As you can see the AVD architecture has many moving elements, and all these elements need to perform efficiently for the user to logon and consume the resources available in the resource plane. It is insufficient to monitor AVD host pools and sessions as key components such as the brokering by the AVD broker and authentication components need full coverage whether that be Azure AD, Azure AD Connector or any on-premises Active Directory synchronized to the AVD environment.
The Connection Flow Sequence in Azure Virtual Desktop Access
Microsoft has documented the connection flow sequence – see, “Understanding Azure Virtual Desktop network connectivity”, a representation is shown below:
- Using a supported Azure Virtual Desktop client, the user subscribes to the Azure Virtual Desktop Workspace.
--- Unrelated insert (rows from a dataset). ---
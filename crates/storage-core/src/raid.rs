// Copyright 2021 System76 <info@system76.com>
// SPDX-License-Identifier: LGPL-3.0-only

//! Software RAID levels, minor allocation, and `mdadm` tooling.

use crate::command::{run_checked, ToolCommand};
use crate::context::StorageContext;
use crate::errors::{OperationError, Result};
use std::collections::BTreeSet;
use std::fmt;
use std::path::{Path, PathBuf};
use std::sync::{Mutex, MutexGuard};

/// Number of `/dev/mdN` minors the installer will hand out.
pub const MAX_MINORS: u32 = 32;

/// Upper bound on active members of a single array.
pub const MAX_MEMBERS: usize = 27;

#[derive(Clone, Copy, Debug, PartialEq, Eq, Hash, PartialOrd, Ord, Serialize, Deserialize)]
pub enum RaidLevel {
    Raid0,
    Raid1,
    Raid5,
    Raid6,
    Raid10,
}

impl RaidLevel {
    pub const ALL: [RaidLevel; 5] = [
        RaidLevel::Raid0,
        RaidLevel::Raid1,
        RaidLevel::Raid5,
        RaidLevel::Raid6,
        RaidLevel::Raid10,
    ];

    pub fn parse(level: &str) -> Option<RaidLevel> {
        let level = level.trim().to_ascii_lowercase();
        let level = level.strip_prefix("raid").unwrap_or(&level);
        match level {
            "0" | "stripe" => Some(RaidLevel::Raid0),
            "1" | "mirror" => Some(RaidLevel::Raid1),
            "5" => Some(RaidLevel::Raid5),
            "6" => Some(RaidLevel::Raid6),
            "10" => Some(RaidLevel::Raid10),
            _ => None,
        }
    }

    /// Name understood by `mdadm --level`.
    pub fn mdadm_name(self) -> &'static str {
        match self {
            RaidLevel::Raid0 => "raid0",
            RaidLevel::Raid1 => "raid1",
            RaidLevel::Raid5 => "raid5",
            RaidLevel::Raid6 => "raid6",
            RaidLevel::Raid10 => "raid10",
        }
    }

    /// Members needed to create an array of this level.
    pub fn min_members(self) -> usize {
        match self {
            RaidLevel::Raid0 | RaidLevel::Raid1 => 2,
            RaidLevel::Raid5 => 3,
            RaidLevel::Raid6 | RaidLevel::Raid10 => 4,
        }
    }

    /// Spares that may accompany `members` active devices.
    pub fn max_spares(self, members: usize) -> usize {
        match self {
            RaidLevel::Raid0 => 0,
            _ => members.saturating_sub(self.min_members()),
        }
    }

    /// Members which must be present to run an existing array of `total` devices.
    pub fn required_active(self, total: usize) -> usize {
        match self {
            RaidLevel::Raid0 => total,
            RaidLevel::Raid1 => total.min(1),
            RaidLevel::Raid5 => total.saturating_sub(1),
            RaidLevel::Raid6 => total.saturating_sub(2),
            RaidLevel::Raid10 => total / 2,
        }
    }

    /// Capacity of an array built from members of the given sizes.
    pub fn usable_size(self, members: &[u64]) -> u64 {
        let smallest = members.iter().copied().min().unwrap_or(0);
        let count = members.len() as u64;

        match self {
            RaidLevel::Raid0 => members.iter().sum(),
            RaidLevel::Raid1 => smallest,
            RaidLevel::Raid5 => count.saturating_sub(1) * smallest,
            RaidLevel::Raid6 => count.saturating_sub(2) * smallest,
            RaidLevel::Raid10 => count / 2 * smallest,
        }
    }
}

impl fmt::Display for RaidLevel {
    fn fmt(&self, f: &mut fmt::Formatter<'_>) -> fmt::Result {
        f.write_str(match self {
            RaidLevel::Raid0 => "RAID0",
            RaidLevel::Raid1 => "RAID1",
            RaidLevel::Raid5 => "RAID5",
            RaidLevel::Raid6 => "RAID6",
            RaidLevel::Raid10 => "RAID10",
        })
    }
}

/// Process-wide record of the md minors in use.
#[derive(Debug, Default)]
pub struct MinorTable {
    used: Mutex<BTreeSet<u32>>,
}

impl MinorTable {
    fn used(&self) -> MutexGuard<'_, BTreeSet<u32>> {
        self.used.lock().unwrap_or_else(|poisoned| poisoned.into_inner())
    }

    /// Takes the lowest free minor.
    pub fn allocate(&self) -> Result<u32> {
        let mut used = self.used();
        let minor = (0..MAX_MINORS)
            .find(|minor| !used.contains(minor))
            .ok_or(OperationError::MinorUnavailable(MAX_MINORS))?;
        used.insert(minor);
        Ok(minor)
    }

    /// Claims a specific minor, failing if another array already holds it.
    pub fn reserve(&self, minor: u32) -> Result<()> {
        if minor >= MAX_MINORS || !self.used().insert(minor) {
            return Err(OperationError::MinorUnavailable(minor));
        }

        Ok(())
    }

    pub fn release(&self, minor: u32) {
        self.used().remove(&minor);
    }

    pub fn in_use(&self, minor: u32) -> bool {
        self.used().contains(&minor)
    }

    pub fn available(&self) -> Vec<u32> {
        let used = self.used();
        (0..MAX_MINORS).filter(|minor| !used.contains(minor)).collect()
    }
}

pub fn md_path(minor: u32) -> PathBuf {
    PathBuf::from(format!("/dev/md{}", minor))
}

/// Parses the minor out of `/dev/mdN` or `mdN`.
pub fn md_minor(device: &Path) -> Option<u32> {
    device
        .file_name()?
        .to_str()?
        .strip_prefix("md")?
        .parse()
        .ok()
}

pub struct CreateArgs<'a> {
    pub device: &'a Path,
    pub level: RaidLevel,
    pub chunk_kb: Option<u64>,
    pub members: &'a [PathBuf],
    pub spares: usize,
}

pub fn create(ctx: &StorageContext, args: CreateArgs) -> Result<()> {
    tracing::info!(
        "creating {} array {:?} from {:?}",
        args.level,
        args.device,
        args.members
    );

    let active = args.members.len() - args.spares.min(args.members.len());
    let mut command = ToolCommand::new("mdadm")
        .arg("--create")
        .path_arg(args.device)
        .arg("--run")
        .arg(format!("--level={}", args.level.mdadm_name()))
        .arg(format!("--raid-devices={}", active));

    if args.spares > 0 {
        command = command.arg(format!("--spare-devices={}", args.spares));
    }

    if let Some(chunk) = args.chunk_kb.filter(|_| args.level != RaidLevel::Raid1) {
        command = command.arg(format!("--chunk={}", chunk));
    }

    for member in args.members {
        command = command.path_arg(member);
    }

    run_checked(ctx.runner(), &command).map(|_| ())
}

pub fn assemble(ctx: &StorageContext, device: &Path, members: &[PathBuf]) -> Result<()> {
    tracing::info!("assembling array {:?} from {:?}", device, members);
    let mut command = ToolCommand::new("mdadm")
        .arg("--assemble")
        .path_arg(device)
        .arg("--run");

    for member in members {
        command = command.path_arg(member);
    }

    run_checked(ctx.runner(), &command).map(|_| ())
}

pub fn stop(ctx: &StorageContext, device: &Path) -> Result<()> {
    tracing::info!("stopping array {:?}", device);
    let command = ToolCommand::new("mdadm").arg("--stop").path_arg(device);
    run_checked(ctx.runner(), &command).map(|_| ())
}

/// Wipes a stale md superblock. Devices without one are left alone.
pub fn zero_superblock(ctx: &StorageContext, device: &Path) -> Result<()> {
    let command = ToolCommand::new("mdadm")
        .arg("--zero-superblock")
        .path_arg(device);

    let output = ctx.runner().run(&command)?;
    if !output.success() {
        tracing::debug!("no md superblock removed from {:?}", device);
    }

    Ok(())
}

#[derive(Clone, Debug, Default, PartialEq, Eq, Serialize, Deserialize)]
pub struct ArrayInfo {
    pub device: PathBuf,
    pub level: Option<RaidLevel>,
    pub num_devices: Option<usize>,
    pub uuid: Option<String>,
    pub devices: Vec<PathBuf>,
}

impl ArrayInfo {
    pub fn minor(&self) -> Option<u32> {
        md_minor(&self.device)
    }
}

/// Parses `ARRAY` lines and their `devices=` continuations.
pub fn parse_scan(output: &str) -> Vec<ArrayInfo> {
    let mut arrays: Vec<ArrayInfo> = Vec::new();

    for line in output.lines() {
        let mut words = line.split_whitespace().peekable();

        if words.peek() == Some(&"ARRAY") {
            words.next();
            let device = match words.next() {
                Some(device) => device,
                None => continue,
            };

            arrays.push(ArrayInfo {
                device: PathBuf::from(device),
                ..ArrayInfo::default()
            });
        }

        let current = match arrays.last_mut() {
            Some(current) => current,
            None => continue,
        };

        for word in words {
            let (key, value) = match word.split_once('=') {
                Some(pair) => pair,
                None => continue,
            };

            match key.to_ascii_lowercase().as_str() {
                "level" => current.level = RaidLevel::parse(value),
                "num-devices" => current.num_devices = value.parse().ok(),
                "uuid" => current.uuid = Some(value.to_owned()),
                "devices" => current
                    .devices
                    .extend(value.split(',').filter(|d| !d.is_empty()).map(PathBuf::from)),
                _ => (),
            }
        }
    }

    arrays
}

/// Arrays whose superblocks are present on any partition.
pub fn examine_scan(ctx: &StorageContext) -> Result<Vec<ArrayInfo>> {
    let command = ToolCommand::new("mdadm").args(&["--examine", "--scan", "--verbose"]);
    let output = ctx.runner().run(&command)?;
    Ok(parse_scan(&output.stdout))
}

/// Arrays which are currently running.
pub fn detail_scan(ctx: &StorageContext) -> Result<Vec<ArrayInfo>> {
    let command = ToolCommand::new("mdadm").args(&["--misc", "--detail", "--scan"]);
    let output = ctx.runner().run(&command)?;
    Ok(parse_scan(&output.stdout))
}

/// Assembles every array found on disk which is not already running, claiming
/// their minors.
pub fn start_all(ctx: &StorageContext) -> Result<Vec<ArrayInfo>> {
    let running: BTreeSet<PathBuf> = detail_scan(ctx)?
        .into_iter()
        .map(|array| array.device)
        .collect();

    let mut started = Vec::new();
    for array in examine_scan(ctx)? {
        if let Some(minor) = array.minor() {
            if ctx.minors.reserve(minor).is_err() {
                tracing::warn!("{:?} uses a minor which is already claimed", array.device);
            }
        }

        if running.contains(&array.device) {
            ctx.mark_active(&array.device);
            continue;
        }

        if let Err(why) = assemble(ctx, &array.device, &array.devices) {
            tracing::warn!("unable to assemble {:?}: {}", array.device, why);
            continue;
        }

        ctx.mark_active(&array.device);
        started.push(array);
    }

    Ok(started)
}

/// Stops arrays in reverse order and frees their minors.
/// Stops `arrays` last to first, removing each one once it is stopped. On
/// failure the arrays still running are left in `arrays`.
pub fn stop_all(ctx: &StorageContext, arrays: &mut Vec<ArrayInfo>) -> Result<()> {
    while let Some(array) = arrays.last() {
        stop(ctx, &array.device)?;
        ctx.mark_inactive(&array.device);
        if let Some(minor) = array.minor() {
            ctx.minors.release(minor);
        }
        arrays.pop();
    }

    Ok(())
}

/// One array entry of an `mdadm.conf`.
#[derive(Clone, Debug, PartialEq, Eq)]
pub struct ConfArray {
    pub minor: u32,
    pub level: RaidLevel,
    pub members: usize,
}

/// Renders the md configuration block for the installed system.
pub fn mdadm_conf(arrays: &[ConfArray]) -> String {
    let mut conf = String::from("# mdadm.conf written out by the installer\nDEVICE partitions\nMAILADDR root\n\n");
    for array in arrays {
        conf.push_str(&format!(
            "ARRAY /dev/md{} super-minor={} level={} num-devices={}\n",
            array.minor,
            array.minor,
            array.level.mdadm_name(),
            array.members
        ));
    }

    conf
}

#[cfg(test)]
mod tests {
    use super::*;
    use crate::command::testing::RecordingRunner;
    use crate::context::testing::context;
    use std::sync::Arc;

    #[test]
    fn array_sizes() {
        let members = [1000, 800, 1200, 900];
        assert_eq!(RaidLevel::Raid0.usable_size(&members), 3900);
        assert_eq!(RaidLevel::Raid1.usable_size(&members), 800);
        assert_eq!(RaidLevel::Raid5.usable_size(&members), 2400);
        assert_eq!(RaidLevel::Raid6.usable_size(&members), 1600);
        assert_eq!(RaidLevel::Raid10.usable_size(&members), 1600);
        assert_eq!(RaidLevel::Raid5.usable_size(&[]), 0);
    }

    #[test]
    fn member_rules() {
        assert_eq!(RaidLevel::Raid1.min_members(), 2);
        assert_eq!(RaidLevel::Raid5.min_members(), 3);
        assert_eq!(RaidLevel::Raid6.min_members(), 4);
        assert_eq!(RaidLevel::Raid0.max_spares(5), 0);
        assert_eq!(RaidLevel::Raid5.max_spares(5), 2);
        assert_eq!(RaidLevel::Raid5.required_active(4), 3);
        assert_eq!(RaidLevel::parse("RAID10"), Some(RaidLevel::Raid10));
        assert_eq!(RaidLevel::parse("raid1"), Some(RaidLevel::Raid1));
        assert_eq!(RaidLevel::parse("4"), None);
    }

    #[test]
    fn minors_are_unique() {
        let table = MinorTable::default();
        table.reserve(0).unwrap();
        assert_eq!(table.allocate().unwrap(), 1);
        assert!(table.reserve(1).is_err());
        assert!(table.reserve(MAX_MINORS).is_err());

        table.release(0);
        assert_eq!(table.allocate().unwrap(), 0);

        for _ in 2..MAX_MINORS {
            table.allocate().unwrap();
        }
        assert!(table.allocate().is_err());
        assert!(table.available().is_empty());
    }

    #[test]
    fn scan_parsing() {
        let output = "ARRAY /dev/md0 level=raid1 num-devices=2 UUID=a1:b2:c3:d4\n   \
                      devices=/dev/sda1,/dev/sdb1\n\
                      ARRAY /dev/md1 level=raid5 num-devices=3 UUID=e5:f6\n   \
                      devices=/dev/sda2,/dev/sdb2,/dev/sdc2\n";

        let arrays = parse_scan(output);
        assert_eq!(arrays.len(), 2);
        assert_eq!(arrays[0].level, Some(RaidLevel::Raid1));
        assert_eq!(arrays[0].devices.len(), 2);
        assert_eq!(arrays[1].minor(), Some(1));
        assert_eq!(arrays[1].num_devices, Some(3));
        assert_eq!(arrays[1].devices[2], PathBuf::from("/dev/sdc2"));
    }

    #[test]
    fn create_flags() {
        let runner = Arc::new(RecordingRunner::new());
        let ctx = context(runner.clone());
        let members = [
            PathBuf::from("/dev/sda1"),
            PathBuf::from("/dev/sdb1"),
            PathBuf::from("/dev/sdc1"),
        ];

        create(
            &ctx,
            CreateArgs {
                device: Path::new("/dev/md0"),
                level: RaidLevel::Raid1,
                chunk_kb: Some(64),
                members: &members,
                spares: 1,
            },
        )
        .unwrap();

        assert_eq!(
            runner.lines(),
            vec![
                "mdadm --create /dev/md0 --run --level=raid1 --raid-devices=2 \
                 --spare-devices=1 /dev/sda1 /dev/sdb1 /dev/sdc1"
            ]
        );
    }

    #[test]
    fn conf_block() {
        let conf = mdadm_conf(&[ConfArray {
            minor: 0,
            level: RaidLevel::Raid1,
            members: 2,
        }]);

        assert!(conf.contains("DEVICE partitions\n"));
        assert!(conf.contains("MAILADDR root\n"));
        assert!(conf.contains("ARRAY /dev/md0 super-minor=0 level=raid1 num-devices=2\n"));
    }
}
- Azure Active Directory (Azure AD) authenticates the user and returns the token used to enumerate resources available to a user.
- Client passes token to the Azure Virtual Desktop feed subscription service.
- Azure Virtual Desktop feed subscription service validates the token.
- Azure Virtual Desktop feed subscription service passes the list of available desktops and RemoteApps back to the client in the form of digitally signed connection configuration.
- Client stores the connection configuration for each available resource in a set of .rdp files.
- When a user selects the resource to connect, the client uses the associated .rdp file and establishes the secure TLS 1.2 connection to the closest Azure Virtual Desktop gateway instance and passes the connection information.
- Azure Virtual Desktop gateway validates the request and asks the Azure Virtual Desktop broker to orchestrate the connection.
- Azure Virtual Desktop broker identifies the session host and uses the previously established persistent communication channel to initialize the connection.
- Remote Desktop stack initiates the TLS 1.2 connection to the same Azure Virtual Desktop gateway instance as used by the client.
- After both client and session host connected to the gateway, the gateway starts relaying the raw data between both endpoints, this establishes the base reverse connect transport for the RDP (Remote Desktop Protocol).
- After the base transport is set, the client starts the RDP handshake.
How DNS Plays a Key Role in AVD Connection Flow Sequence
Jack Tracey documents the importance of DNS and its role in the AVD connection flow, see ”DNS Importance With WVD – Jack Tracey – Cloud & Networking”. If the user’s DNS points to a DNS server that is not geographically local, perhaps in a different region or country, then the user will experience a bad user experience since the AVD traffic decides the location of the Front Door service, Gateway and Traffic manager based on DNS level.
The AVD Reverse Connect Mechanism
Azure Virtual Desktop uses the Reverse Connect mechanism for establishing the AVD session and for carrying RDP traffic. I have explained in a previous article, that whilst this ensures security by ensuring listening on open ports does not occur, it also obscures information such as the client’s endpoint IP address that admins are used to having access to on-premises. My article also covers how it is possible to capture the end-user IP address (public IP address) within AVD for security, compliance, threat-hunting and GDPR requirements.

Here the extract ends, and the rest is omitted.